As for the third Henderson factor, the mere pendency of a lawsuit cannot constitute sufficient prejudice to require dismissal. Yourish, 191 F.3d at 991. However, "prejudice . . . may ... consist of costs or burdens of litigation." In re PPA, 460 F.3d at 1228. Moreover, "a presumption of prejudice arises from a plaintiff's unexplained failure to prosecute." Laurino v. Syringa Gen. Hosp., 279 F.3d 750, 753 (9th Cir. 2002). A plaintiff has the burden of demonstrating a non-frivolous reason for failing to meet a court deadline. Id.; see also Yourish, 191 F.3d at 991. Here, Plaintiff failed to participate in ADR proceedings, failed to cooperate in the filing of a joint status report (and did not file a separate status report), failed to respond to the Court's Order to Show Cause, and has offered no explanation for her failure to prosecute. Therefore, the Court concludes that the third Henderson factor also supports dismissal.

The fourth Henderson factor, that public policy favors disposition of cases on their merits, normally weighs strongly against dismissal. See, e.g., Hernandez, 138 F.3d at 399. "At the same time, a case that is stalled or unreasonably delayed by a party's failure to comply with deadlines . . . cannot move forward toward resolution on the merits." In re PPA, 460 F.3d at 1228. The Ninth Circuit has "recognized that this factor `lends little support' to a party whose responsibility it is to move a case toward disposition on the merits but whose conduct impedes progress in that direction." Id. (quoting In re Exxon Valdez, 102 F.3d 429, 433 (9th Cir. 1996)). Thus, if the fourth Henderson factor weighs against dismissal here, it does so very weakly.
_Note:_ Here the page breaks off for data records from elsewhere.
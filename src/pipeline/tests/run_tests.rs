//! Tests for the per-tile pipeline

extern crate std;

use std::cell::Cell;

use crate::coordinate::Point;
use crate::detector::{Detection, DetectionParams, DetectorResult};
use crate::errors::TreeKitError;
use crate::pipeline::{CoordinateMapper, HeightFilter, Tile, TileGrid, TilePipeline};
use crate::raster::{GeoTransform, HeightGrid};

use super::tiling_tests::BlankSource;

fn transform() -> GeoTransform {
    GeoTransform::from_origin(1000.0, 9000.0, 0.5, 0.5)
}

/// Height grid over the same extent at 16x coarser resolution
fn filter(height: f32) -> HeightFilter {
    let grid = HeightGrid::from_parts(256, 256, vec![height; 256 * 256], GeoTransform::from_origin(1000.0, 9000.0, 8.0, 8.0), None).unwrap();
    HeightFilter::new(grid, 2.5)
}

fn centred_box(_tile: &Tile, _params: &DetectionParams) -> DetectorResult {
    Ok(vec![Detection::new(1000.0, 1000.0, 1048.0, 1048.0, 0.9)])
}

#[test]
fn test_one_box_per_tile_maps_to_four_points() {
    let grid = TileGrid::square(4096, 4096, 2048).unwrap();
    let mut source = BlankSource::new(4096, 4096);
    let filter = filter(12.0);
    let pipeline = TilePipeline::new(&centred_box, CoordinateMapper::new(transform()), &filter, DetectionParams::default());

    let mut calls = Vec::new();
    let set = pipeline.run(&grid, &mut source, |done, total| calls.push((done, total))).unwrap();

    std::assert_eq!(set.tiles, 4);
    std::assert_eq!(set.raw_detections, 4);
    std::assert_eq!(set.points, vec![
        transform().apply(1024.0, 1024.0),
        transform().apply(3072.0, 1024.0),
        transform().apply(1024.0, 3072.0),
        transform().apply(3072.0, 3072.0),
    ]);
    std::assert_eq!(set.points[3], Point::new(2536.0, 7464.0));
    std::assert_eq!(calls, vec![(1, 4), (2, 4), (3, 4), (4, 4)]);
    std::assert_eq!(source.reads.len(), 4);
}

#[test]
fn test_low_canopy_removes_everything() {
    let grid = TileGrid::square(4096, 4096, 2048).unwrap();
    let mut source = BlankSource::new(4096, 4096);
    let filter = filter(1.0);
    let pipeline = TilePipeline::new(&centred_box, CoordinateMapper::new(transform()), &filter, DetectionParams::default());

    let set = pipeline.run(&grid, &mut source, |_, _| {}).unwrap();
    std::assert!(set.is_empty());
    std::assert_eq!(set.raw_detections, 4);
}

#[test]
fn test_params_reach_detector() {
    let seen = Cell::new(0.0);
    let detector = |_tile: &Tile, params: &DetectionParams| -> DetectorResult {
        seen.set(params.confidence);
        Ok(Vec::new())
    };
    let filter = filter(12.0);
    let params = DetectionParams { confidence: 0.25, iou: 0.4 };
    let pipeline = TilePipeline::new(&detector, CoordinateMapper::new(transform()), &filter, params);

    let tile = Tile { origin_x: 0, origin_y: 0, image: image::RgbImage::new(2, 2) };
    let (points, raw) = pipeline.process_tile(&tile).unwrap();
    std::assert!(points.is_empty());
    std::assert_eq!(raw, 0);
    std::assert_eq!(seen.get(), 0.25);
}

#[test]
fn test_detector_failure_names_tile() {
    let detector = |tile: &Tile, _params: &DetectionParams| -> DetectorResult {
        if tile.origin_x == 2048 {
            return Err("model crashed".into());
        }
        Ok(Vec::new())
    };
    let grid = TileGrid::square(4096, 2048, 2048).unwrap();
    let mut source = BlankSource::new(4096, 2048);
    let filter = filter(12.0);
    let pipeline = TilePipeline::new(&detector, CoordinateMapper::new(transform()), &filter, DetectionParams::default());

    match pipeline.run(&grid, &mut source, |_, _| {}) {
        Err(TreeKitError::Detector { tile_x, tile_y, message }) => {
            std::assert_eq!((tile_x, tile_y), (2048, 0));
            std::assert_eq!(message, "model crashed");
        },
        other => panic!("expected detector error, got {:?}", other),
    }
}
Finally, the Court has already attempted less drastic sanctions, without success, and therefore determines that trying them again would be inadequate or inappropriate. "Though there are a wide variety of sanctions short of dismissal available, the district court need not exhaust them all before finally dismissing a case." Nevijel v. N. Coast Life Ins. Co., 651 F.2d 671, 674 (9th Cir. 1981). Here, the Court already attempted the lesser sanction of issuing two Orders to Show Cause and giving Plaintiff an opportunity to explain her failure to prosecute. As Plaintiff failed to respond, another order requiring her to respond is likely to be futile. See, e.g., Gleason v. World Sav. Bank, FSB, 2013 WL 3927799, at *2 (N.D. Cal. July 26, 2013) (finding dismissal under Rule 41(b) appropriate where the court previously attempted the lesser sanction of issuing an Order to Show Cause and giving the plaintiff an additional opportunity to re-plead). Further, both Orders to Show Cause warned Plaintiff of the risk of dismissal, and the second provided notice to Plaintiff "that the Court shall dismiss this case without a hearing if no responsive declaration is filed." Dkt. No. 26 (emphasis in original). Thus Plaintiff cannot maintain that the Court has failed in its "obligation to warn the plaintiff that dismissal is imminent." Oliva, 958 F.2d at 274. Accordingly, the Court finds that the fifth factor also weighs in favor of dismissal.

CONCLUSION

Based on the analysis above, the Court finds that at least four of the five Henderson factors weigh in favor of dismissal. Thus, it is clear Plaintiff has failed to prosecute this case and dismissal is appropriate. However, a less drastic alternative is to dismiss without prejudice. See Ferdik, 963 F.2d at 1262. Dismissal will minimize prejudice to Defendants, but dismissing the case without prejudice will preserve the ability of Plaintiff to seek relief. Thus, "[i]n an abundance—perhaps overabundance—of caution," the Court finds that dismissal without prejudice is appropriate. Faulkner v. ADT Sec. Servs., Inc., 706 F.3d 1017, 1021 (9th Cir. 2013) (remanding to the district court in order to consider whether dismissal should have been without prejudice).

Accordingly, this case is hereby DISMISSED WITHOUT PREJUDICE for failure to prosecute and failure to comply with the Court's deadlines and orders.

IT IS SO ORDERED.

FootNotes


1. All parties have consented to the jurisdiction of a United States Magistrate Judge pursuant to 28 U.S.C. § 636(c). Therefore, the undersigned may exercise jurisdiction to conduct all proceedings in this matter.